## Source data
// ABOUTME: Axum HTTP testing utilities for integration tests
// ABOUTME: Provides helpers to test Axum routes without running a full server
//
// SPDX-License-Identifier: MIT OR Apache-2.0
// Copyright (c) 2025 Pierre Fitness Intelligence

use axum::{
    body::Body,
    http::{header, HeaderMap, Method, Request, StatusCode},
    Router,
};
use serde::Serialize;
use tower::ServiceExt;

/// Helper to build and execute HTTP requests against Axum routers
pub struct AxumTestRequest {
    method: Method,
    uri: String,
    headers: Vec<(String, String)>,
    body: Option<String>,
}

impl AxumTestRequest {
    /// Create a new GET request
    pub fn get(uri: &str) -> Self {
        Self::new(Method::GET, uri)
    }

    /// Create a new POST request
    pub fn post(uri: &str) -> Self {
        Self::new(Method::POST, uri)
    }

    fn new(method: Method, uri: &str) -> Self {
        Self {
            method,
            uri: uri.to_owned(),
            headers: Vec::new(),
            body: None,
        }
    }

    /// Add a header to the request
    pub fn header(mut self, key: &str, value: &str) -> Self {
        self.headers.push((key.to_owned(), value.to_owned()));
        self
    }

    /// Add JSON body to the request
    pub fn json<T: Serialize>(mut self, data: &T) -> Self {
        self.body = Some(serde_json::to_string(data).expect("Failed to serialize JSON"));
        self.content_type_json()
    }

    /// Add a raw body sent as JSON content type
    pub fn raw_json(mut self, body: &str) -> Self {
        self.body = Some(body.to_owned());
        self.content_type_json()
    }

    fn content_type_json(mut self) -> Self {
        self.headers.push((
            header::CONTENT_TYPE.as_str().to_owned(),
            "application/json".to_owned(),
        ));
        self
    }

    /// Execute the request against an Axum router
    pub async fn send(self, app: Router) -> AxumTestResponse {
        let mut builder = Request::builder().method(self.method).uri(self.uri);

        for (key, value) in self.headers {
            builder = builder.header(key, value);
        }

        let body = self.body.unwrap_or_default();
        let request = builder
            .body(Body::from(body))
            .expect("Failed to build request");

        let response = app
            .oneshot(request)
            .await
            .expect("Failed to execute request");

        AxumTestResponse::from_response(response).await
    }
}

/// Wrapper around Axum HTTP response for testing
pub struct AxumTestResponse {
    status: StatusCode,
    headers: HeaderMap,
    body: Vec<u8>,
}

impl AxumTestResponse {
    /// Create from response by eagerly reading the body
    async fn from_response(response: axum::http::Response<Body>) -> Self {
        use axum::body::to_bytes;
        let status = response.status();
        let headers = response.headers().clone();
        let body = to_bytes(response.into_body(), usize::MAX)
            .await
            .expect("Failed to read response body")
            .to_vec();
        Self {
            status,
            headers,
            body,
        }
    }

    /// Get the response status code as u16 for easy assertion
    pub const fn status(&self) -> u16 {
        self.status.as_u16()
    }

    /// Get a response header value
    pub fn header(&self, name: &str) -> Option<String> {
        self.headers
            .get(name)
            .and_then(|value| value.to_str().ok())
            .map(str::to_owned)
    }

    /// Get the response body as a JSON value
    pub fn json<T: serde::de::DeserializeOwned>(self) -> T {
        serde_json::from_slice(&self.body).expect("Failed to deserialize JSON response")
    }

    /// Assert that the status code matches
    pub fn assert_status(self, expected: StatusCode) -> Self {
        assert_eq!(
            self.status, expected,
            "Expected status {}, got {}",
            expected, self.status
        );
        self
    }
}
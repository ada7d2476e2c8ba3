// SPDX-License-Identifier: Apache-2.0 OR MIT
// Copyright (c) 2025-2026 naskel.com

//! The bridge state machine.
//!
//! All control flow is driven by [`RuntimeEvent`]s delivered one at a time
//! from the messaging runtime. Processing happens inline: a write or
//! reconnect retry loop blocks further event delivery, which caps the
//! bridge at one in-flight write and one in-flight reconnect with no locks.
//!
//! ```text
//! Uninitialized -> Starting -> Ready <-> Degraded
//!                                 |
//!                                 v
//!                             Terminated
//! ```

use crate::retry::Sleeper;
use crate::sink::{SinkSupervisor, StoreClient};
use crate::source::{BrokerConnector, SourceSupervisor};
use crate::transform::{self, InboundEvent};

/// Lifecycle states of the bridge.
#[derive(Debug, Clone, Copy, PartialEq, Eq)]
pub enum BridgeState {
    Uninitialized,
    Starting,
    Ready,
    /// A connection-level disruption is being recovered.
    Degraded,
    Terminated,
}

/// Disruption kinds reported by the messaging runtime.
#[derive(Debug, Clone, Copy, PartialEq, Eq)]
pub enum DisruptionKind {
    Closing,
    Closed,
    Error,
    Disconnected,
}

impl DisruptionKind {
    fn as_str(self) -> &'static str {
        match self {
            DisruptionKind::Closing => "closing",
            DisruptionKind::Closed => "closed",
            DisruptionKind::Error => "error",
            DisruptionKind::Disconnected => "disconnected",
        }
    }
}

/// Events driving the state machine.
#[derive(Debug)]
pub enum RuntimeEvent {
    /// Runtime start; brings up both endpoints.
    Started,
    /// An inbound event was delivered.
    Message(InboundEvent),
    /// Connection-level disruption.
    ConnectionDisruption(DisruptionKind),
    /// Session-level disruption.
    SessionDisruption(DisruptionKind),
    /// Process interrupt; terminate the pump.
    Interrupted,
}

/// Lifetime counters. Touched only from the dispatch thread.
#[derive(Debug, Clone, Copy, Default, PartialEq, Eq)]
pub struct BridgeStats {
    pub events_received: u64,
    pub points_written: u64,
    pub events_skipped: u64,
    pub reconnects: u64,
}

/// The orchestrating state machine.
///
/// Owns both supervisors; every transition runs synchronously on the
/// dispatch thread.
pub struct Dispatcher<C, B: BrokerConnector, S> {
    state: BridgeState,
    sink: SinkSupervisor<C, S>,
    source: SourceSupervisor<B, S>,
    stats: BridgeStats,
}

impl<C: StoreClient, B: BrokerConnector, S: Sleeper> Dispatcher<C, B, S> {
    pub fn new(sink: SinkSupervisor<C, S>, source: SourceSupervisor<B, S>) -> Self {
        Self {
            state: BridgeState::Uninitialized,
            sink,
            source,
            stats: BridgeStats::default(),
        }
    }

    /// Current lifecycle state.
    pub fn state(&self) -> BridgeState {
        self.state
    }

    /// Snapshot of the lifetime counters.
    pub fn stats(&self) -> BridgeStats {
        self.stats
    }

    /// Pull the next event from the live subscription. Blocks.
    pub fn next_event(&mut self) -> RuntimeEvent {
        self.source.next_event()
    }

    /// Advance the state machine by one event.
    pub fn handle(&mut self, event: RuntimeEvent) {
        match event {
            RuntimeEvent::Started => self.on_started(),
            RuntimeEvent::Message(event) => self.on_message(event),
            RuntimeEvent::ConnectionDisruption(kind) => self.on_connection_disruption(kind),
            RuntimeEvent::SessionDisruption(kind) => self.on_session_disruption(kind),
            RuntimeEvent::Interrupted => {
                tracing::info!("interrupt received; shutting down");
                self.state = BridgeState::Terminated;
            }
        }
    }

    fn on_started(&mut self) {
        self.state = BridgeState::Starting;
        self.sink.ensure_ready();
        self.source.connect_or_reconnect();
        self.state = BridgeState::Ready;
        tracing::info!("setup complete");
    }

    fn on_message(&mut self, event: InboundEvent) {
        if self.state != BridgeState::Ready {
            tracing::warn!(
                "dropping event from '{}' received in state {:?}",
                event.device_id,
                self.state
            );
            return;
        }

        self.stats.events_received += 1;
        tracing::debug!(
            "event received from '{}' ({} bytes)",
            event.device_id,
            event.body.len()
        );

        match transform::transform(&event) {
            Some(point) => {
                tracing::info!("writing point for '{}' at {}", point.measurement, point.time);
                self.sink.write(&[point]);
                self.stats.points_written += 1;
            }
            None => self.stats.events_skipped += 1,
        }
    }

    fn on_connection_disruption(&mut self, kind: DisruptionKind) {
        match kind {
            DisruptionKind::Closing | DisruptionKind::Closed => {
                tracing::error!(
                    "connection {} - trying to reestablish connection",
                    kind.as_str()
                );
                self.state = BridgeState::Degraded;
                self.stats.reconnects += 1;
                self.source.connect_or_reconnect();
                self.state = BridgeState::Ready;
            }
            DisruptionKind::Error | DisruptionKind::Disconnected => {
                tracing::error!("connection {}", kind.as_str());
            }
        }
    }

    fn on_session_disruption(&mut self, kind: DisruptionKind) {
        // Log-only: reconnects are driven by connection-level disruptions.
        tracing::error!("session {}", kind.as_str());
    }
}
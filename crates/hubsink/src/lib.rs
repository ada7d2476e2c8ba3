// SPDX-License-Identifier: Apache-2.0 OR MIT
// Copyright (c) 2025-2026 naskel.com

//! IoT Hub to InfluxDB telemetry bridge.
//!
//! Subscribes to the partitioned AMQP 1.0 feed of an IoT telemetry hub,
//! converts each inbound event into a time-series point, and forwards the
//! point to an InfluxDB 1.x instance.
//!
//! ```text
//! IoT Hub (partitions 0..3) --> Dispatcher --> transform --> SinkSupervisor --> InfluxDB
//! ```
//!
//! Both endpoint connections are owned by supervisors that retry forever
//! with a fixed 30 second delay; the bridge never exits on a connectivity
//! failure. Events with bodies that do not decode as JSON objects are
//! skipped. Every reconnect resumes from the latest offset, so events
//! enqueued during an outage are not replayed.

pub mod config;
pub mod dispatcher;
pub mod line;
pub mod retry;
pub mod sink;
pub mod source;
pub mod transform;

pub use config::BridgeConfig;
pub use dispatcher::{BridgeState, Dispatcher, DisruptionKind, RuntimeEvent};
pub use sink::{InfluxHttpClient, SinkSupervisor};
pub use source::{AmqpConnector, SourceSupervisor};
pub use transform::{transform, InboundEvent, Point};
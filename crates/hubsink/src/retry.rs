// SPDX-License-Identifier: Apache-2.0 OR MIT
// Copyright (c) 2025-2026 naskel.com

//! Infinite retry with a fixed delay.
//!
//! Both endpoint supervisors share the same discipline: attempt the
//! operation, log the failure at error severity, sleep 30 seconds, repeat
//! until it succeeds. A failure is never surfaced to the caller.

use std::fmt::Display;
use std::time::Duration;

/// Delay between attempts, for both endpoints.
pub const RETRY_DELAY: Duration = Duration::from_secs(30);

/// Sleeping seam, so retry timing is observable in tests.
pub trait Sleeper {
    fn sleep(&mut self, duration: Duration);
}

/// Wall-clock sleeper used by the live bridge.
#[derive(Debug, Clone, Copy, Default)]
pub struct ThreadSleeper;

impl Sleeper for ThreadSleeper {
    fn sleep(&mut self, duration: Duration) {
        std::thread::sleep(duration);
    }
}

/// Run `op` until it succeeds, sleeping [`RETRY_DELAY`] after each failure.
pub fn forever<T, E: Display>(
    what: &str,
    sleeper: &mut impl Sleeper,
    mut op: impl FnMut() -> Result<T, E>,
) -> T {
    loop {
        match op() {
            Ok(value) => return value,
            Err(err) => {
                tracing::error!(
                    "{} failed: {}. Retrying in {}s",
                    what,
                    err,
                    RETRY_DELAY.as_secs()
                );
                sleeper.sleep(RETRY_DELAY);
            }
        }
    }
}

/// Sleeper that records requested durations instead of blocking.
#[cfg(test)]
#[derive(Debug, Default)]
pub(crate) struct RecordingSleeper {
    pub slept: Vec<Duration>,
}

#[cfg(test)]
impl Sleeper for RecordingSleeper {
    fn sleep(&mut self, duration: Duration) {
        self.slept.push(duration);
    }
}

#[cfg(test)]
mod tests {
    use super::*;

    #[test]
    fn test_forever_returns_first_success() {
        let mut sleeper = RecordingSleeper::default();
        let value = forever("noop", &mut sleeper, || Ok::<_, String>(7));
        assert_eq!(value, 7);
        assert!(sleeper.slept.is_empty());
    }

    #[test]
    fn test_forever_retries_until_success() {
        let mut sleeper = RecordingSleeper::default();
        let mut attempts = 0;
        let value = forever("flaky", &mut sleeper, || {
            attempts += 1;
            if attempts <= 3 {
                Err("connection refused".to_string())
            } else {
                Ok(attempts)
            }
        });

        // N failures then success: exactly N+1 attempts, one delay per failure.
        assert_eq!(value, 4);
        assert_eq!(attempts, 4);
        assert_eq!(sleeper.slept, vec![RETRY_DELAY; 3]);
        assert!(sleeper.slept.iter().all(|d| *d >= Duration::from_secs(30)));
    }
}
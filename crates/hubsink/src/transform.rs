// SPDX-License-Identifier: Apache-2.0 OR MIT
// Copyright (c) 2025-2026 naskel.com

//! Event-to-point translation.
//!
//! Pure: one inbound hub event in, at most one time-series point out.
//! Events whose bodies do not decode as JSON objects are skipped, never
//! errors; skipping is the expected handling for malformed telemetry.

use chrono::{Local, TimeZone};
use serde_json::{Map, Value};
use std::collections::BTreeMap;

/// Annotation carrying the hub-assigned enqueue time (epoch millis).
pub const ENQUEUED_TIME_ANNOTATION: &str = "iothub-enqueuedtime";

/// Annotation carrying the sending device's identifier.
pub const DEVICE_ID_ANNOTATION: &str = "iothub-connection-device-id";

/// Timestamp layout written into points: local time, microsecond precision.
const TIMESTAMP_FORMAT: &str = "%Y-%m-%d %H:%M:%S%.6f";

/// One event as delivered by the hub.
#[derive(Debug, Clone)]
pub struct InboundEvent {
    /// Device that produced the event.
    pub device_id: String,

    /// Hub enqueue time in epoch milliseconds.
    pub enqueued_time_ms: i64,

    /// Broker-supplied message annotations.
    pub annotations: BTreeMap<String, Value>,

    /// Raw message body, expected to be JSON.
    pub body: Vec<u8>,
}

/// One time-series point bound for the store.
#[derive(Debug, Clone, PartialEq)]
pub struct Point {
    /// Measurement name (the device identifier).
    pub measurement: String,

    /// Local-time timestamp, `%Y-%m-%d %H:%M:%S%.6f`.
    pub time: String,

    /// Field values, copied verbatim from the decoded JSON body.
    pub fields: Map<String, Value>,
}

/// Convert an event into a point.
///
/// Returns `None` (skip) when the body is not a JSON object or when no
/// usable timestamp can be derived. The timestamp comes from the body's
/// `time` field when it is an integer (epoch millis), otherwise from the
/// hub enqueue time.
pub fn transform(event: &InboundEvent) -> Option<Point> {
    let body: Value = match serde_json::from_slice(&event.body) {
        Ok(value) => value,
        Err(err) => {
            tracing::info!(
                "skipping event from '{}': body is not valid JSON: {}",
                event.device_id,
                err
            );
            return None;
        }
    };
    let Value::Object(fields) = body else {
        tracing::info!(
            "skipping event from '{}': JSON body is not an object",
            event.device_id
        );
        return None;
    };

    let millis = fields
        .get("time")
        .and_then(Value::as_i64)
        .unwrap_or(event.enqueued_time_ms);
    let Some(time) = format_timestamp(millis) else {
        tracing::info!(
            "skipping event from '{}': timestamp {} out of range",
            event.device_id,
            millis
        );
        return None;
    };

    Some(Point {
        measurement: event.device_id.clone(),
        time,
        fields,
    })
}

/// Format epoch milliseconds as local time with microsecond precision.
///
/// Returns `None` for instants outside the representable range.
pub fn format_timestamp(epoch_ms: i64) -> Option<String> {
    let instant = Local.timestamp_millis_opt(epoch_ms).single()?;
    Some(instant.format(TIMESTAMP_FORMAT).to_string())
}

## Exercise brief
Return the lines of the records that include the string "headers".

## Response to the exercise
    headers: Vec<(String, String)>,
            headers: Vec::new(),
        self.headers.push((key.to_owned(), value.to_owned()));
        self.headers.push((
        for (key, value) in self.headers {
    headers: HeaderMap,
        let headers = response.headers().clone();
            headers,
        self.headers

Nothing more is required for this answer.